Eğer belirtiler aniden kötüleşirlerse, bu muhtemelen başka faktörlerden kaynaklanıyordur. Örneğin yapılan bir çalışmada 18 aylık dönemde 120 Parkinson’lu insanın belirtilerindeki artışlar gözlemlenmiş.

En yaygın sebebi enfeksiyon olmuş ve tüm vakaların dörtte biri enfeksiyon kaynaklıymış. Diğer faktörler arasında anksiyete, tıbbi hatalar, ilaçları düzgün almama ve ilaç yan etkileri ile ameliyat sonrası sağlıkta gerileme bulunuyormuş.

Yazarlara göre bu nöbetlerin %81.4’ü düzeltilebilir veya tedavi edilebilir sebeplerden olmuşlar.

İlaçlar Hariç Hiç Bir Şeyin Yardımı Olmaz

Hastalığın belirtilerinin hafifletilmesi ve yavaşlatılması için sadece ilaçların işe yaradığına dair bir efsane var.

Fiziksel olarak aktif kalmanın belirtileri azaltabildiği ve hastalığın ilerleyişini yavaşlatabildiğine dair artan kanıtlar var.

Parkinson Derneği, Parkinson’u olan insanların haftada en az 2.5 saatlik bir egzersize daha erken dönemde başlamalarının daha sonra başlayanlara göre hayat kalitelerinde daha yavaş bir azalmaya sebep olduğunu belirtiyor. Egzersiz alışkanlığını erkenden edinmek hastalığın genel olarak yönetimine yardımcı oluyor.

Araştırmalara göre egzersiz sadeece motor belirtileri azaltmıyor, aynı zamanda uyku problemlerini iyileştiriyor, bilişsel yetenekleri koruyor.

Parkinson Ölümcüldür

Bu da bir yanlış anlaşılma. Parkinson kalp krizi gibi ölümcül değildir. Parkinson sahibi insanlar uzun va anlamlı hayatlar yaşayabilirler.

Parkinson olmayan bireyler ile karşılaştırmak gerekirse, hastalığa sahip olanların yaşam süresi beklentileri daha kısadır. Bu azalma hastalığı genç yaşta geçirenlerde daha fazladır ama bunama geliştirmeyenlerde daha az dikkat çeker.

Parkinson ölümcül olmasa da düşme riskini arttırır. Ciddi düşmeler ölümcül olabilirler veya ameliyat gerektirebilirler ve bu da komplikasyon veya enfeksiyon riskini arttırır.

Bir diğer ciddi risk ise zatürre. Parkinson hastalarının yutkunmaları daha zor olduğundan ciğerlerine gıda parçacıkları çekebilirler. Ayrıca öksürme refleksleri de daha düşüktür ve bu nedenle gıdalar ciğerlerde kalarak enfeksiyona sebep olabilirler.

Öksürememek bu enfeksiyonların ölümcül olmasına sebep olabilir.

Amerikan Parkinson Derneği şöyle diyor: “Parkinson hastalarının çoğu ölürler ama sebebi Parkinson değildir.”

Sonuç Olarak

Parkinson hastalığına dair hala bilmediğimiz çok şey olsa da, araştırmalar detaylıca devam ediyorlar. Uzmanların bu konudaki görüşleri şöyle:

“Parkinson hastalığının genetik formları, tedavi için en yüksek umudu sunuyorlar. Bilimadamları Parkinson vakalarının %10-15’inin genetik sebepli olduğunu tahmin ediyorlar.

Ancak genetik Parkinson’un hedeflenmesinde başarılı olmak için hastalıkla bağlantılı mutasyonları kimlerin taşıdığını bilmek gerekiyor. Şu anda bunu kimse bilmiyor.

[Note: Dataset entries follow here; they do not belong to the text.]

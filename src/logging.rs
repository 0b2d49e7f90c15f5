//! Diagnostic logging setup for the binary

use tracing_subscriber::EnvFilter;

const DEFAULT_LOG_FILTER: &str = "fsort=info";
const VERBOSE_LOG_FILTER: &str = "fsort=debug";

/// Filter used when `RUST_LOG` is not set
pub fn default_filter(verbose: bool) -> &'static str {
    if verbose {
        VERBOSE_LOG_FILTER
    } else {
        DEFAULT_LOG_FILTER
    }
}

/// Installs a stderr fmt subscriber honouring `RUST_LOG`.
///
/// Calling it again after a subscriber is installed is a no-op.
pub fn init_logging(verbose: bool) {
    let filter = EnvFilter::try_from_default_env()
        .unwrap_or_else(|_| EnvFilter::new(default_filter(verbose)));

    let _ = tracing_subscriber::fmt()
        .with_env_filter(filter)
        .with_writer(std::io::stderr)
        .with_target(false)
        .try_init();
}
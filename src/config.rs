//! User configuration and defaults

use crate::engine::{Mode, SourceSpec, DEFAULT_WORKERS};
use crate::error::{FsortError, Result};
use chrono::{DateTime, Local};
use serde::{Deserialize, Serialize};
use std::fs;
use std::path::{Path, PathBuf};

/// Persisted defaults, overridden by command line flags
#[derive(Debug, Clone, PartialEq, Eq, Serialize, Deserialize)]
#[serde(default)]
pub struct UserConfig {
    /// Directory the organized folder is created in
    pub destination_base: Option<PathBuf>,
    /// Fixed organized folder name; a timestamped one is used when unset
    pub folder_name: Option<String>,
    pub mode: Mode,
    pub workers: usize,
    pub recurse: bool,
    /// Categories selected when none are given on the command line
    pub categories: Vec<String>,
}

impl Default for UserConfig {
    fn default() -> Self {
        Self {
            destination_base: None,
            folder_name: None,
            mode: Mode::Simple,
            workers: DEFAULT_WORKERS,
            recurse: false,
            categories: Vec::new(),
        }
    }
}

impl UserConfig {
    /// Get the config file path (~/.config/fsort/config.json)
    pub fn config_path() -> Option<PathBuf> {
        dirs::config_dir().map(|dir| dir.join("fsort").join("config.json"))
    }

    /// Load config from the default location, or defaults if it doesn't exist
    pub fn load() -> Result<Self> {
        let path = Self::config_path().ok_or_else(|| {
            FsortError::ConfigError("Could not determine config directory".to_string())
        })?;
        Self::load_from(&path)
    }

    pub fn load_from(path: &Path) -> Result<Self> {
        if !path.exists() {
            return Ok(Self::default());
        }

        let contents = fs::read_to_string(path).map_err(|e| {
            FsortError::ConfigError(format!("Failed to read config file: {}", e))
        })?;

        serde_json::from_str(&contents).map_err(|e| {
            FsortError::ConfigError(format!("Failed to parse config file: {}", e))
        })
    }

    /// Save config to the default location
    pub fn save(&self) -> Result<PathBuf> {
        let path = Self::config_path().ok_or_else(|| {
            FsortError::ConfigError("Could not determine config directory".to_string())
        })?;
        self.save_to(&path)?;
        Ok(path)
    }

    pub fn save_to(&self, path: &Path) -> Result<()> {
        if let Some(parent) = path.parent() {
            fs::create_dir_all(parent).map_err(|e| {
                FsortError::ConfigError(format!("Failed to create config directory: {}", e))
            })?;
        }

        let contents = serde_json::to_string_pretty(self).map_err(|e| {
            FsortError::ConfigError(format!("Failed to serialize config: {}", e))
        })?;

        fs::write(path, contents).map_err(|e| {
            FsortError::ConfigError(format!("Failed to write config file: {}", e))
        })
    }

    /// Configured destination base, falling back to the Desktop
    pub fn destination_base_or_default(&self) -> PathBuf {
        self.destination_base
            .clone()
            .unwrap_or_else(default_destination_base)
    }
}

/// The user's Desktop, or the home directory when there is none
pub fn default_destination_base() -> PathBuf {
    dirs::desktop_dir()
        .or_else(dirs::home_dir)
        .unwrap_or_else(|| PathBuf::from("."))
}

/// `Organized_<YYYYMMDD_HHMMSS>`
pub fn default_folder_name(now: DateTime<Local>) -> String {
    format!("Organized_{}", now.format("%Y%m%d_%H%M%S"))
}

/// Desktop, Downloads and Documents, when they exist
pub fn default_sources() -> Vec<SourceSpec> {
    [
        ("Desktop", dirs::desktop_dir()),
        ("Downloads", dirs::download_dir()),
        ("Documents", dirs::document_dir()),
    ]
    .into_iter()
    .filter_map(|(label, dir)| dir.filter(|d| d.is_dir()).map(|d| SourceSpec::new(label, d)))
    .collect()
}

Bu nedenle Parkinson Derneği PD GENEration adı verilen bir kampanya başlattı ve Parkinson hastalığı olanlar için ücretsiz genetik test ve danışmanlık sunuyorlar. Bu şu anda Parkinson için tedavi imkanı sağlamıyor ancak hastalığa dair klinik deneylerin hızlanmasını sağlayarak ilerleme elde edilmesine yardımcı olabilir.”

Araştırmacılar Parkinson hastalığına dair mekanizmaları yavaşça anlamaya başladılar ve umut ediyoruz ki bir gün daha etkili tedaviler ve hatta tam bir tedavi önerilebilecek.